El 8 de marzo, Día Internacional de la Mujer, es una oportunidad para visibilizar el liderazgo femenino y reflexionar sobre el papel que las empresas pueden desempeñar para avanzar hacia entornos más igualitarios, diversos y competitivos.
En Fundación SERES queremos poner voz a mujeres que, desde posiciones de responsabilidad en las compañías, están impulsando cambios reales en sus organizaciones y demostrando que la igualdad es también un factor clave de competitividad y sostenibilidad empresarial.
En esta entrevista, Alba Linares, Sustainability & ESG Officer de Damm, comparte algunas de las iniciativas que la compañía está impulsando para promover la igualdad de oportunidades, así como los aprendizajes de su trayectoria profesional en un ámbito, el de la sostenibilidad, cada vez más estratégico para el futuro de las empresas. Una conversación sobre liderazgo, resiliencia y el valor de construir organizaciones más inclusivas y preparadas para los retos del futuro.
¿Qué acción concreta está impulsando tu compañía para avanzar en igualdad de género y qué impacto está teniendo?
La igualdad de género forma parte estructural de nuestra gestión y de nuestra cultura corporativa. Trabajamos para garantizar la igualdad de oportunidades, la conciliación y el bienestar de nuestras personas, compromiso que en 2024 reforzamos con la renovación del certificado de Empresa Familiarmente Responsable.
Impulsamos medidas como la flexibilidad horaria, políticas de apoyo a las familias, estabilidad y calidad en el desarrollo profesional y formación en igualdad, diversidad, inclusión y prevención de conductas poco inclusivas. Promovemos el liderazgo femenino a través de programas como LeadHerShip, que fortalece competencias clave y promueve espacios donde se abordan retos comunes. Además, con motivo del Día Internacional de la Mujer, organizamos talleres de desarrollo personal y profesional.
El resultado de todo ello es un equipo más comprometido, entornos más inclusivos y una organización más sólida y preparada para afrontar los retos futuros con responsabilidad y sostenibilidad.
¿Qué aprendizaje de tu trayectoria te gustaría trasladar a las mujeres que aspiran a liderar hoy?
Si tuviera que compartir un aprendizaje clave, sería la resiliencia. En sostenibilidad, diría que es un concepto vital para integrar en nuestro día a día. Por otro lado, la constancia y esa labor de “lluvia fina”. Cuando trabajas con rigor, compromiso y coherencia, los resultados van llegando, aunque a veces sea más difícil visualizarlo, porque además en sostenibilidad no podemos dejar de tener presente, que trabajamos a largo plazo.

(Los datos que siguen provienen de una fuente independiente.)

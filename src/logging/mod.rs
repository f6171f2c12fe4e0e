//! Logging initialization using `tracing` and `tracing-subscriber`.

use tracing::{info, warn};
use tracing_subscriber::{fmt, util::SubscriberInitExt, EnvFilter};

use crate::Result;

#[derive(Debug, Clone, Copy, PartialEq, Eq, Default, clap::ValueEnum)]
pub enum LogFormat {
    #[default]
    Human,
    Json,
}

/// Totals of one `backup-push`, emitted once the sentinel is uploaded.
#[derive(Debug, Clone, Copy, Default)]
pub struct BackupPushSnapshot {
    pub files: usize,
    pub skipped: usize,
    pub incremented: usize,
    pub full: usize,
    pub tars: usize,
    pub uncompressed_size: u64,
    pub compressed_size: u64,
    pub corrupt_blocks: usize,
}

/// Outcome of unwrapping one link of a backup chain.
#[derive(Debug, Clone, Copy, Default)]
pub struct RestoreLinkSnapshot {
    pub tars: usize,
    pub completed: usize,
    pub created_from_increment: usize,
    pub written_from_increment: usize,
    pub remaining: usize,
}

/// What a delta flush did with the groups recorded during this process.
#[derive(Debug, Clone, Copy, Default, PartialEq, Eq)]
pub struct DeltaFlushSnapshot {
    pub completed: usize,
    pub saved: usize,
    pub canceled: usize,
}

/// Initialize global tracing subscriber. Safe to call multiple times; subsequent
/// calls will no-op.
pub fn init_logging(format: LogFormat) -> Result<()> {
    if tracing::dispatcher::has_been_set() {
        return Ok(());
    }

    let filter = EnvFilter::try_from_default_env().unwrap_or_else(|_| EnvFilter::new("info"));
    let builder = fmt::Subscriber::builder()
        .with_env_filter(filter)
        .with_target(false);

    match format {
        LogFormat::Human => {
            let _ = builder.finish().try_init();
        }
        LogFormat::Json => {
            let _ = builder.json().finish().try_init();
        }
    };

    Ok(())
}

pub fn log_backup_push(backup: &str, snapshot: BackupPushSnapshot) {
    let level_warn = snapshot.corrupt_blocks > 0;
    if level_warn {
        warn!(
            target = "pgdelta::backup",
            backup,
            files = snapshot.files,
            corrupt_blocks = snapshot.corrupt_blocks,
            "backup_contains_corrupt_blocks"
        );
    }
    info!(
        target = "pgdelta::backup",
        backup,
        files = snapshot.files,
        skipped = snapshot.skipped,
        incremented = snapshot.incremented,
        full = snapshot.full,
        tars = snapshot.tars,
        uncompressed_size = snapshot.uncompressed_size,
        compressed_size = snapshot.compressed_size,
        "backup_push_finished"
    );
}

pub fn log_restore_link(backup: &str, snapshot: RestoreLinkSnapshot) {
    info!(
        target = "pgdelta::restore",
        backup,
        tars = snapshot.tars,
        completed = snapshot.completed,
        created_from_increment = snapshot.created_from_increment,
        written_from_increment = snapshot.written_from_increment,
        remaining = snapshot.remaining,
        "restore_link_unwrapped"
    );
}

/// Canceled groups are logged as a warning: their deltas will be rebuilt from WAL.
pub fn log_delta_flush(snapshot: DeltaFlushSnapshot) {
    if snapshot.canceled > 0 {
        warn!(
            target = "pgdelta::delta",
            completed = snapshot.completed,
            saved = snapshot.saved,
            canceled = snapshot.canceled,
            "delta_flush_with_canceled_groups"
        );
    } else {
        info!(
            target = "pgdelta::delta",
            completed = snapshot.completed,
            saved = snapshot.saved,
            "delta_flush_finished"
        );
    }
}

Trabajar en este ámbito es entrar en uno de los espacios más transformadores del mundo corporativo. La sostenibilidad no es un área periférica, es donde se decide cómo se genera valor y cómo impacta en la sociedad cada compañía. Liderar en esta materia es un privilegio que exige una visión sistémica, un liderazgo transformador que eleve a las personas y que también nos permita, como profesionales, impulsar el talento femenino y de las nuevas generaciones en este ámbito.
Esa combinación de resiliencia, propósito y alianzas marca la diferencia.
¿Cómo se relaciona la igualdad con la competitividad y la sostenibilidad del negocio?
La igualdad es un factor clave que potencia tanto la competitividad como la sostenibilidad del negocio a largo plazo, ya que amplía el talento disponible, facilita la toma de decisiones y fortalece la cultura corporativa. Las organizaciones más diversas y equitativas están mejor preparadas para innovar, gestionar riesgos y adaptarse a entornos cambiantes.
La sostenibilidad contribuye a esa visión a largo plazo, ayudando a las compañías a generar valor de forma responsable y a integrar una perspectiva más amplia en su estrategia. En este ámbito, la colaboración prima sobre la competencia, y esa cultura colaborativa, inclusiva y diversa refuerza la solidez del negocio y su impacto.